- About this exercise
The required result is every line of the records that includes "WebPLossless".

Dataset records
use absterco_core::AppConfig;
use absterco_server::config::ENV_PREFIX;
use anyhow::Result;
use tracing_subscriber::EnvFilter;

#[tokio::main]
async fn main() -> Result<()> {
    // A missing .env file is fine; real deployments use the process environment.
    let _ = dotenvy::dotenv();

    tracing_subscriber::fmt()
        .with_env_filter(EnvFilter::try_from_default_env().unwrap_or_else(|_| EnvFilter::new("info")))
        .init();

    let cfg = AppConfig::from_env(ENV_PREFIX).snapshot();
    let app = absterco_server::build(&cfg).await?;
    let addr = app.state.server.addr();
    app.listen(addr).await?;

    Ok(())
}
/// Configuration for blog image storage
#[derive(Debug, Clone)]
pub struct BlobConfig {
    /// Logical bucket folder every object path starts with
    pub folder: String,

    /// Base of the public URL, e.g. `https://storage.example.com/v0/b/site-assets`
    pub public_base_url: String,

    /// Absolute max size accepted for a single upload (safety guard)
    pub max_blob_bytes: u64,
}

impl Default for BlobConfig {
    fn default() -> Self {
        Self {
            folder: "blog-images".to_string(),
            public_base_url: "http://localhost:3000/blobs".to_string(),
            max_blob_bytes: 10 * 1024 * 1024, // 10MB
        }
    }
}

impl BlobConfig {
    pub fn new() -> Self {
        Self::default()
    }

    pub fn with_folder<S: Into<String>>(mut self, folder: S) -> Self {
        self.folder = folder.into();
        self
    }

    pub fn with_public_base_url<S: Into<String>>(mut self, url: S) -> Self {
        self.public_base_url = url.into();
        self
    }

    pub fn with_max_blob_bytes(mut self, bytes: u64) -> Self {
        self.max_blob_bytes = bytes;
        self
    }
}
...
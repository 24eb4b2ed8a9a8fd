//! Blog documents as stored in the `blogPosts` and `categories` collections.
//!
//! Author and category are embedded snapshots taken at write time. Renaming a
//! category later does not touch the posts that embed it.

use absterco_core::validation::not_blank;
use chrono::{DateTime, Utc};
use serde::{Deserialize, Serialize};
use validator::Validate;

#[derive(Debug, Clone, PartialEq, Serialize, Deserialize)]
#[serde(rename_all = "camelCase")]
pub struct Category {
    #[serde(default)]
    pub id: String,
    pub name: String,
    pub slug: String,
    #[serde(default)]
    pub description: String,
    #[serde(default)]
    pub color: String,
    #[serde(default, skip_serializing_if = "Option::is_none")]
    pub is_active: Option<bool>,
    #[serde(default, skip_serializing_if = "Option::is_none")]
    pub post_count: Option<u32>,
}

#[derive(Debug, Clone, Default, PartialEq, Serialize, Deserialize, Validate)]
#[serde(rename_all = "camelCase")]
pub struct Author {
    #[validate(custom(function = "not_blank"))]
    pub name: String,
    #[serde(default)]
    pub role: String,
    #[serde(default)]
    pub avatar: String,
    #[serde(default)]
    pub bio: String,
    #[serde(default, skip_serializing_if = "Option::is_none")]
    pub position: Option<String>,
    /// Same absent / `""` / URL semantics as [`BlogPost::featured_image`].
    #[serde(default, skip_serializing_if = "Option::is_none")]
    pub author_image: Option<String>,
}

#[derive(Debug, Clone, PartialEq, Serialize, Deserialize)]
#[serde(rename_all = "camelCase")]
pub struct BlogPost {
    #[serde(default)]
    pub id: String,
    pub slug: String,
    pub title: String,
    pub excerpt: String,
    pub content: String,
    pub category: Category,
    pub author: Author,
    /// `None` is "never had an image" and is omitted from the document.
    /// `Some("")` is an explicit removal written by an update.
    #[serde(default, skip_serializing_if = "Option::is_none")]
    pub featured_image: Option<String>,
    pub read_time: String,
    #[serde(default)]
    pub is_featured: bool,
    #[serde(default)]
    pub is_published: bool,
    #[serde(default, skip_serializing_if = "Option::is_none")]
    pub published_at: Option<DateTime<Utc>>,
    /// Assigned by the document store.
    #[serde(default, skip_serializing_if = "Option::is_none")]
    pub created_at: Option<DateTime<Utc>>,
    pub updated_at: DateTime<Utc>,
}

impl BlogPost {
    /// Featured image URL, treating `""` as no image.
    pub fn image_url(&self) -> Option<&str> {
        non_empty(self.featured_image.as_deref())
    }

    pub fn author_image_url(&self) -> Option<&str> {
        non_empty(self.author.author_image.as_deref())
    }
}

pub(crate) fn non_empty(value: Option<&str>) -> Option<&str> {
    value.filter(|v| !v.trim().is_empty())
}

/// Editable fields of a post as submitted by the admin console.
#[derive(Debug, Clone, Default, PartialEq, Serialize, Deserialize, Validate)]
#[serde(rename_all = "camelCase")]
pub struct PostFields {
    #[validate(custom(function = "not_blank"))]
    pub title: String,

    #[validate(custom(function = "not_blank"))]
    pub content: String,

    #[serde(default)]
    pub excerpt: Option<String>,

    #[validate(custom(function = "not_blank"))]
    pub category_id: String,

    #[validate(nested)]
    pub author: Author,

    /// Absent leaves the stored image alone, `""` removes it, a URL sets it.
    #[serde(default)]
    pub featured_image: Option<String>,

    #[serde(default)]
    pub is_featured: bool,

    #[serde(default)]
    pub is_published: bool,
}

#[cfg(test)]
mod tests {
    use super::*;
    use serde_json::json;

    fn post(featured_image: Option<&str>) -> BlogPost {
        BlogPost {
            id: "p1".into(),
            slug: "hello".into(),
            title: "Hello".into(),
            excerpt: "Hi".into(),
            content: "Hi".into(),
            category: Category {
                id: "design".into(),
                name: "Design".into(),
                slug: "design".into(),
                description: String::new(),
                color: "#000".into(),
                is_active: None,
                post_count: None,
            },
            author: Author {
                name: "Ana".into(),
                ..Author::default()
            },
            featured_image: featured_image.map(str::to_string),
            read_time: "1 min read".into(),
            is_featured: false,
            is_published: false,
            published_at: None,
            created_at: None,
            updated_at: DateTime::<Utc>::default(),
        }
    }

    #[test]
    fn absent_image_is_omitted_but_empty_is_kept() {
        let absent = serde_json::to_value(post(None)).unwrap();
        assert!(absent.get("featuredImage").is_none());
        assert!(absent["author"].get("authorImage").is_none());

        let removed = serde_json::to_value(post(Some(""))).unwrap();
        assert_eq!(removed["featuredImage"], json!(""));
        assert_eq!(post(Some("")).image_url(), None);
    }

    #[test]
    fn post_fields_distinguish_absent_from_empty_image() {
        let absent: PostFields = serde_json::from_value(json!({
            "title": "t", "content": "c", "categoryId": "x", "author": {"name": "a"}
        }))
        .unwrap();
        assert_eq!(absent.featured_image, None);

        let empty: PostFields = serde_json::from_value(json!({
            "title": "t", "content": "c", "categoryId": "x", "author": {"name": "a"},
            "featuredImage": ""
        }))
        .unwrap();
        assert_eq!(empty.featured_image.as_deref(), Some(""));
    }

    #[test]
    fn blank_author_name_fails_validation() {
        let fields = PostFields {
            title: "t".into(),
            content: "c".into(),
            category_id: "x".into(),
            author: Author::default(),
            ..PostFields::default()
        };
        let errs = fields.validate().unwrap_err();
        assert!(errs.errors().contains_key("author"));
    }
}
--
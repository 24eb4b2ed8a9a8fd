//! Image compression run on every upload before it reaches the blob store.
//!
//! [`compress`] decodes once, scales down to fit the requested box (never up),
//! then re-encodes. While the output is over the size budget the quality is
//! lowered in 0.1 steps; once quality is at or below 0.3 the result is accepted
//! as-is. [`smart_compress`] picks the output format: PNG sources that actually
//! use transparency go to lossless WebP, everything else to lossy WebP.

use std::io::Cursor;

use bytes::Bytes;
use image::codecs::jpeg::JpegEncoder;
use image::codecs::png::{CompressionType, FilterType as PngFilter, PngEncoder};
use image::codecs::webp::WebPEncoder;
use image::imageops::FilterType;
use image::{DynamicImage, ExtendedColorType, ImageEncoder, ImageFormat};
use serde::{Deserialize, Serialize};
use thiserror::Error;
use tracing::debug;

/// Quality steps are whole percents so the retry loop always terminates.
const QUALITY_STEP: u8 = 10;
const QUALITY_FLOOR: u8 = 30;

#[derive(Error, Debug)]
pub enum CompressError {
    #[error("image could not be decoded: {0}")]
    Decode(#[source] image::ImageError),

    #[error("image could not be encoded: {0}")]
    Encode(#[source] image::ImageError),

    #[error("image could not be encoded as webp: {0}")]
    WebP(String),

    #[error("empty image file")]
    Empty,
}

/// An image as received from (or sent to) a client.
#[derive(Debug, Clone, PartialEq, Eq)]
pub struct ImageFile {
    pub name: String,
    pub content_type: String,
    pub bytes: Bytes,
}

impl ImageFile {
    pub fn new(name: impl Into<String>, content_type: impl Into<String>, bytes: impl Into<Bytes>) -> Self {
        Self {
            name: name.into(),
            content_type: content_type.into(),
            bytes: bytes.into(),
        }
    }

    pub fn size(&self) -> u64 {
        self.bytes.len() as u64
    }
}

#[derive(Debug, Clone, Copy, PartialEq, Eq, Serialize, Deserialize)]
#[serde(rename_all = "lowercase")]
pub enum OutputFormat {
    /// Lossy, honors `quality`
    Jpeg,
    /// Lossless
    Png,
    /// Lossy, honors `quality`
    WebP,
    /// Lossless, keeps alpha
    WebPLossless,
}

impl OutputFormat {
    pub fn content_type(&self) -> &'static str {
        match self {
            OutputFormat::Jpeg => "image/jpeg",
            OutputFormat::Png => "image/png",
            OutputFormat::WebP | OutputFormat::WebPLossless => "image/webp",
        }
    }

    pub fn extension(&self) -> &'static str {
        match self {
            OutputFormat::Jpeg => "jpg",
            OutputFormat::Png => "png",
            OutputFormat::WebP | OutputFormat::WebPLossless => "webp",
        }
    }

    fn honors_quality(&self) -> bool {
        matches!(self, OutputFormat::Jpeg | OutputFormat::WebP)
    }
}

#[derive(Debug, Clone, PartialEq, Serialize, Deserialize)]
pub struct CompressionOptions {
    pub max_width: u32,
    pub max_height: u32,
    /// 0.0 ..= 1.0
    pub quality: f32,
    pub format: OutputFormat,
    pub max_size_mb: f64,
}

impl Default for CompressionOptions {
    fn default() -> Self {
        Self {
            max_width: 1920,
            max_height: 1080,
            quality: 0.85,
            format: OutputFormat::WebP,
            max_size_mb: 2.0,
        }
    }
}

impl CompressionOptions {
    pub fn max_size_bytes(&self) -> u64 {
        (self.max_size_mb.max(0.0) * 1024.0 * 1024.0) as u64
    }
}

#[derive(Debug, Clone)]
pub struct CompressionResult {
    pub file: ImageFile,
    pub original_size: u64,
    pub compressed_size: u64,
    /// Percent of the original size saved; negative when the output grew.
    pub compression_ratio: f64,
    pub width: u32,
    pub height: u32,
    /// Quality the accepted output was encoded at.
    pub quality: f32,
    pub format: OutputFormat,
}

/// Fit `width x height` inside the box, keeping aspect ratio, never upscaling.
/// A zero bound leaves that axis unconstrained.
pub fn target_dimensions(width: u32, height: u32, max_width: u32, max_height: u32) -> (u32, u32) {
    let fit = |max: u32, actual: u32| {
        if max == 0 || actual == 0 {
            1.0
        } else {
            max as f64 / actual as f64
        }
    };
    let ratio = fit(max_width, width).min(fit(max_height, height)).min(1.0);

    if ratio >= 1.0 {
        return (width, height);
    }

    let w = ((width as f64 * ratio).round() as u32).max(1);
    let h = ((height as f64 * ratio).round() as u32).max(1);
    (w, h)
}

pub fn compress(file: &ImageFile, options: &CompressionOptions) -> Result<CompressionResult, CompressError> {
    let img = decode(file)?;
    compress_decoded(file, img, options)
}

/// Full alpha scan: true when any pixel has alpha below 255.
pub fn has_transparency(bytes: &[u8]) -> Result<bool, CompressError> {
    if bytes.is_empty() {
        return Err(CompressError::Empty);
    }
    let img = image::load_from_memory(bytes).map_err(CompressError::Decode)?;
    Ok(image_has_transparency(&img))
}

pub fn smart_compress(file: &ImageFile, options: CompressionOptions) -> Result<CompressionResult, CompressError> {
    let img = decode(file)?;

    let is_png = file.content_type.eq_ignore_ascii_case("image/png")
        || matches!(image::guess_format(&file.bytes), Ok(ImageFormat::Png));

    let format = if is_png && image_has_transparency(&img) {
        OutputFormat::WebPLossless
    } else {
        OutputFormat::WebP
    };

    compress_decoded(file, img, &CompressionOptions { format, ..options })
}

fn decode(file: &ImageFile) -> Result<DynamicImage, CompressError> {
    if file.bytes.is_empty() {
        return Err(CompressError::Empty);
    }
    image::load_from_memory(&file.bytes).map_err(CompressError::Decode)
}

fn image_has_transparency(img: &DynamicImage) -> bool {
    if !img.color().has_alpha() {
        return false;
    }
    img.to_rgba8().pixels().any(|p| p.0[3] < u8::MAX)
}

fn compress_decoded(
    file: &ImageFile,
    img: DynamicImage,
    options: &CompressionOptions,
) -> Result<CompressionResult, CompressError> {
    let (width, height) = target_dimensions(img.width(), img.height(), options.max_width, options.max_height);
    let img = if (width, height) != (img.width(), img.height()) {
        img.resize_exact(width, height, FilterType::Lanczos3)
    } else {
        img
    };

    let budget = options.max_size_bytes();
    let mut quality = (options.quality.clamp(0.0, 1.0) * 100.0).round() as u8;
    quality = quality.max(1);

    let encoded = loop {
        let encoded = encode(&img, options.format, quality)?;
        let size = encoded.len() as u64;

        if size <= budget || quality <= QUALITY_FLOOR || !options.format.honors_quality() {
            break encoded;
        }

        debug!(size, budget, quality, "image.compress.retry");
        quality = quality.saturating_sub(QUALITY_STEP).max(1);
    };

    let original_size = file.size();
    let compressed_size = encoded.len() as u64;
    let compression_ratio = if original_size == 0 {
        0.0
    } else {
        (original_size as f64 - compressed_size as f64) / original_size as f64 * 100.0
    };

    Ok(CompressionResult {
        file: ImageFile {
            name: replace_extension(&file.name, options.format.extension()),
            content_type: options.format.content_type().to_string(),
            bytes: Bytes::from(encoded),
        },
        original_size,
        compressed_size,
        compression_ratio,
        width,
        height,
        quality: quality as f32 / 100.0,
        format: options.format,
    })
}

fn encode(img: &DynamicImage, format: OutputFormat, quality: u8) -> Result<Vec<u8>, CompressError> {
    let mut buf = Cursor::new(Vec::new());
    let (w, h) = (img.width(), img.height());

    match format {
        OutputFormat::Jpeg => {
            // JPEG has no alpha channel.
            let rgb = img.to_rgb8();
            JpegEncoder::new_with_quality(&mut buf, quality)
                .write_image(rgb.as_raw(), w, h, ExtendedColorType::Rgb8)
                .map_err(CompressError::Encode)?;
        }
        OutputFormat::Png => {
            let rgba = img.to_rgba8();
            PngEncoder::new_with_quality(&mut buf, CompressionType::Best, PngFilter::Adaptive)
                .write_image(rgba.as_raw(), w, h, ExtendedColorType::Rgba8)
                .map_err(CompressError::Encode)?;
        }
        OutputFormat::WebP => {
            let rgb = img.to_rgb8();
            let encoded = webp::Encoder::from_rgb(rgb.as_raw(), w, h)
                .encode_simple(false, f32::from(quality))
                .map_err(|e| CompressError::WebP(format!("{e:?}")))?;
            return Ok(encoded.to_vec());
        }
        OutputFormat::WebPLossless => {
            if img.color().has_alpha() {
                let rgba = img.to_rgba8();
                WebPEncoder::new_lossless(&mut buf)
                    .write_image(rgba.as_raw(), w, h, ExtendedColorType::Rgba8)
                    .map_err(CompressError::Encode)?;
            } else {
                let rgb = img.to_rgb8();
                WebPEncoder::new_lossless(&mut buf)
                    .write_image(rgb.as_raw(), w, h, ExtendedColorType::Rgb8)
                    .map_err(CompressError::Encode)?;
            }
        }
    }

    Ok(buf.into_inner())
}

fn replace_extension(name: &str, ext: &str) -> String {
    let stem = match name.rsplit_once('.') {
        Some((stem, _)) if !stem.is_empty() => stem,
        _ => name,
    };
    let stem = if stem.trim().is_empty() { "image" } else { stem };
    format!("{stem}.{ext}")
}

- Response to this task
    WebPLossless,
            OutputFormat::WebP | OutputFormat::WebPLossless => "image/webp",
            OutputFormat::WebP | OutputFormat::WebPLossless => "webp",
        OutputFormat::WebPLossless
        OutputFormat::WebPLossless => {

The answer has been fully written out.